Ultimately, I told her that the best that I could suggest was to look at what she could do to reach and maintain a healthier body weight for her structure (she was about 50 pounds away from this goal).

The truth is that carrying around this amount of excess weight is a significant burden to all major organ systems, and to address this issue above all else is a logical approach to many health challenges, including chronic edema.

For this particular person and her circumstances, I know physician colleagues who would run a battery of blood and imaging tests to pinpoint a problem in the kidneys, heart, or liver, and follow testing up with focal treatment of the one organ that they considered most likely the source of her edema.

In my way of thinking, even if her edema is being caused by kidney dysfunction, removing 50 unneeded pounds is guaranteed to help her kidneys function more effectively. The same goes for a congested liver, troublesome heart valve, and just about all other specific health problems that might be contributing to her chronic edema.

Of course, she knows this. The questions are what is fuelling the decisions that are maintaining her current body weight, and what can she do to consistently make different choices that better serve her health?

In discussing this, it became clear that she has has long carried a mountain of sadness and probably resentment as well, all related to the expectations and demands of elders in her family. Being East Indian and not having been raised in western culture, she never did get to a point where she emphatically decided that she was being treated unfairly. She never flipped a finger to her parents and completely walked away to preserve herself and find personal fulfillment.

Does chronic angst in a situation like hers lead to a lifestyle (food, activity, sleep, nature of other relationships) that can create and maintain excess body weight and related health challenges like edema?

I strongly believe it can. And as a health care provider and fellow human being, it makes perfect sense to me to have her examine this component of her life above all other action steps as a means to addressing her edema.

This isn't to say that maintaining a healthier body weight for her height over the long term is guaranteed to resolve her edema. I just feel that it's the best initial approach because this path should lead to lasting overall improvement in her health. And she won't have to suffer through effects of various therapies that are chemically stressful, physically injurious, and expensive.

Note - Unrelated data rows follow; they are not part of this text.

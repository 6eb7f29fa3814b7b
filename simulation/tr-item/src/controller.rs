//! Per-kind item behavior
//!
//! Every [`ItemKind`] variant maps to one [`Controller`]. The pool looks the
//! controller up on each call, so adding behavior means adding a variant and
//! a match arm in [`controller`].

use glam::IVec3;

use crate::collision::{CollisionInfo, CollisionType, collide_bounds, collide_push};
use crate::context::TickContext;
use crate::error::Result;
use crate::item::{Angles, Item, ItemFlags, ItemKind, ItemStatus, ItemType};
use crate::math::{FIXED_SHIFT, cos, sin};
use crate::room::{RoomGeometry, WALL};

/// What the pool should do with an item after its step
#[derive(Debug, Clone, Copy, PartialEq, Eq)]
#[must_use]
pub enum Step {
    Continue,
    /// Leave the active list but keep the slot
    Deactivate,
    /// Free the slot
    Remove,
}

/// Render record of one item
#[derive(Debug, Clone, Copy, PartialEq, Eq)]
#[cfg_attr(feature = "serde", derive(serde::Serialize, serde::Deserialize))]
pub struct DrawItem {
    pub item_type: ItemType,
    pub pos: IVec3,
    pub angle: Angles,
    pub anim_index: u16,
    /// Absolute clip frame, or sprite frame for sprite items
    pub frame: u16,
    pub intensity: u8,
    pub visible_mask: u32,
}

/// Shared interface of all item behaviors
pub trait Controller: Sync {
    /// One simulation step
    fn update(&self, item: &mut Item, cinfo: &mut CollisionInfo, ctx: &mut TickContext<'_>) -> Result<Step>;

    /// Contact with the actor, who has already stepped this tick
    fn collide(&self, _item: &mut Item, _actor: &mut Item, _cinfo: &mut CollisionInfo, _ctx: &mut TickContext<'_>) -> Result<()> {
        Ok(())
    }

    /// Damage dealt at world point `point`
    fn hit(&self, item: &mut Item, damage: i16, _point: IVec3, _ctx: &mut TickContext<'_>) -> Result<()> {
        log::trace!("{} ignores {damage} damage", item.item_type);
        Ok(())
    }

    fn draw(&self, item: &Item) -> Option<DrawItem> {
        (item.status != ItemStatus::Invisible).then(|| DrawItem {
            item_type: item.item_type,
            pos: item.pos,
            angle: item.angle,
            anim_index: item.anim_index,
            frame: item.frame_index,
            intensity: item.intensity,
            visible_mask: item.visible_mask,
        })
    }
}

/// Controller for an item kind
pub fn controller(kind: &ItemKind) -> &'static dyn Controller {
    match kind {
        ItemKind::Generic => &GenericController,
        ItemKind::Lara(_) => &LaraController,
        ItemKind::Enemy(_) => &EnemyController,
        ItemKind::Object => &ObjectController,
        ItemKind::SpriteEffect => &SpriteController,
        ItemKind::Bubble => &BubbleController,
    }
}

/// Re-resolves the room and lands a falling item on the floor under it
fn settle(item: &mut Item, geometry: &dyn RoomGeometry, room_offset: i32) {
    item.update_room(geometry, room_offset);

    if item.flags.contains(ItemFlags::GRAVITY) && item.room_floor != WALL && item.pos.y >= item.room_floor {
        log::trace!("{} landed at {}", item.item_type, item.room_floor);
        item.pos.y = item.room_floor;
        item.v_speed = 0;
        item.flags.remove(ItemFlags::GRAVITY);
    }
}

/// Steps the clip of a skeletal item; the kill command parks it
fn animate(item: &mut Item, ctx: &mut TickContext<'_>) -> Result<Step> {
    if ctx.level.model(item.item_type)?.is_sprite() {
        return Ok(Step::Continue);
    }

    item.anim_process(ctx, true)?;
    settle(item, ctx.geometry, 0);

    Ok(if item.status == ItemStatus::Inactive {
        Step::Deactivate
    } else {
        Step::Continue
    })
}

/// Plays its clip while active
pub struct GenericController;

impl Controller for GenericController {
    fn update(&self, item: &mut Item, _cinfo: &mut CollisionInfo, ctx: &mut TickContext<'_>) -> Result<Step> {
        animate(item, ctx)
    }
}

/// The controllable actor.
///
/// Input handling lives outside the crate: whoever drives the actor sets
/// its goal state and move angle between ticks. The controller steps the
/// clip, then resolves the move against the room.
pub struct LaraController;

impl Controller for LaraController {
    fn update(&self, item: &mut Item, cinfo: &mut CollisionInfo, ctx: &mut TickContext<'_>) -> Result<Step> {
        let height = ctx.config.actor_height;
        cinfo.pos = item.pos;

        item.anim_process(ctx, true)?;

        let heading = item.kind.lara().map_or(item.angle.y, |extra| extra.move_angle);
        cinfo.set_angle(heading);
        item.collide_room(cinfo, ctx.geometry, height, 0);

        if cinfo.kind != CollisionType::None {
            item.pos += cinfo.offset;
            if cinfo.kind == CollisionType::Ceiling && item.v_speed < 0 {
                item.v_speed = 0;
            }
        }

        settle(item, ctx.geometry, -height / 2);

        if let Some(extra) = item.kind.lara_mut() {
            extra.hit_timer = (extra.hit_timer - 1).max(0);
        }

        Ok(Step::Continue)
    }

    fn hit(&self, item: &mut Item, damage: i16, _point: IVec3, _ctx: &mut TickContext<'_>) -> Result<()> {
        item.health = item.health.saturating_sub(damage);
        log::debug!("Actor took {damage} damage, {} left", item.health);
        Ok(())
    }
}

/// Creatures. Their decisions come from outside; here they only animate,
/// bleed and shove the actor.
pub struct EnemyController;

impl Controller for EnemyController {
    fn update(&self, item: &mut Item, _cinfo: &mut CollisionInfo, ctx: &mut TickContext<'_>) -> Result<Step> {
        animate(item, ctx)
    }

    fn collide(&self, item: &mut Item, actor: &mut Item, cinfo: &mut CollisionInfo, ctx: &mut TickContext<'_>) -> Result<()> {
        if item.update_hit_mask(ctx.level, actor, cinfo)? == 0 {
            return Ok(());
        }

        if cinfo.enemy_push {
            collide_push(ctx.level, ctx.geometry, item, actor, cinfo, item.health > 0, ctx.config)?;
        }

        Ok(())
    }

    fn hit(&self, item: &mut Item, damage: i16, point: IVec3, ctx: &mut TickContext<'_>) -> Result<()> {
        item.health = item.health.saturating_sub(damage);
        item.fx_blood(ctx, point, item.angle.y, 0);
        log::debug!("{} took {damage} damage, {} left", item.item_type, item.health);
        Ok(())
    }
}

/// Doors, blocks, switches and traps: animated and solid
pub struct ObjectController;

impl Controller for ObjectController {
    fn update(&self, item: &mut Item, _cinfo: &mut CollisionInfo, ctx: &mut TickContext<'_>) -> Result<Step> {
        animate(item, ctx)
    }

    fn collide(&self, item: &mut Item, actor: &mut Item, cinfo: &mut CollisionInfo, ctx: &mut TickContext<'_>) -> Result<()> {
        if !collide_bounds(ctx.level, item, actor, cinfo)? {
            return Ok(());
        }

        if cinfo.enemy_push {
            collide_push(ctx.level, ctx.geometry, item, actor, cinfo, false, ctx.config)?;
        }

        Ok(())
    }
}

/// Short-lived sprites.
///
/// Animated sprites count steps in `frame_index` and show one sprite frame
/// every `timer` steps until the sequence runs out. Still sprites keep the
/// frame they spawned with and expire when `timer` reaches zero. Both drift
/// along their yaw at `h_speed`.
pub struct SpriteController;

impl SpriteController {
    fn period(item: &Item) -> i32 {
        i32::from(item.timer.max(1))
    }
}

impl Controller for SpriteController {
    fn update(&self, item: &mut Item, _cinfo: &mut CollisionInfo, ctx: &mut TickContext<'_>) -> Result<Step> {
        let frames = i32::from(ctx.level.model(item.item_type)?.sprite_frames);

        if item.h_speed != 0 {
            let h = i64::from(item.h_speed);
            item.pos.x += ((i64::from(sin(item.angle.y)) * h) >> FIXED_SHIFT) as i32;
            item.pos.z += ((i64::from(cos(item.angle.y)) * h) >> FIXED_SHIFT) as i32;
        }

        let expired = if item.flags.contains(ItemFlags::ANIMATED) {
            item.frame_index = item.frame_index.saturating_add(1);
            i32::from(item.frame_index) / Self::period(item) >= frames
        } else {
            item.timer -= 1;
            item.timer <= 0
        };

        Ok(if expired { Step::Remove } else { Step::Continue })
    }

    fn draw(&self, item: &Item) -> Option<DrawItem> {
        let frame = if item.flags.contains(ItemFlags::ANIMATED) {
            (i32::from(item.frame_index) / Self::period(item)) as u16
        } else {
            item.frame_index
        };

        Some(DrawItem {
            item_type: item.item_type,
            pos: item.pos,
            angle: item.angle,
            anim_index: 0,
            frame,
            intensity: item.intensity,
            visible_mask: item.visible_mask,
        })
    }
}

/// Rises at `v_speed` until it reaches the water surface
pub struct BubbleController;

impl Controller for BubbleController {
    fn update(&self, item: &mut Item, _cinfo: &mut CollisionInfo, ctx: &mut TickContext<'_>) -> Result<Step> {
        item.pos.y -= item.v_speed;
        item.update_room(ctx.geometry, 0);

        Ok(match item.water_level(ctx.geometry) {
            Some(surface) if item.pos.y > surface => Step::Continue,
            _ => Step::Remove,
        })
    }
}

Just food for thought, with the take home suggestion being this:

When looking to address any health problem, think first about the most simple, fundamental changes you can make to give your body a chance to heal itself. Specifically, think about getting more physical and emotional rest, working toward being physically fit and flexible, nourishing your body with nutrient-rich foods, avoiding foods and beverages that provide little nutrient-value, and spending your time with people who don't consistently bring you down. You may end up needing more specialized treatment as well, but I can promise you that your efforts to simplify and address these largest determinants of your health will not go to waste.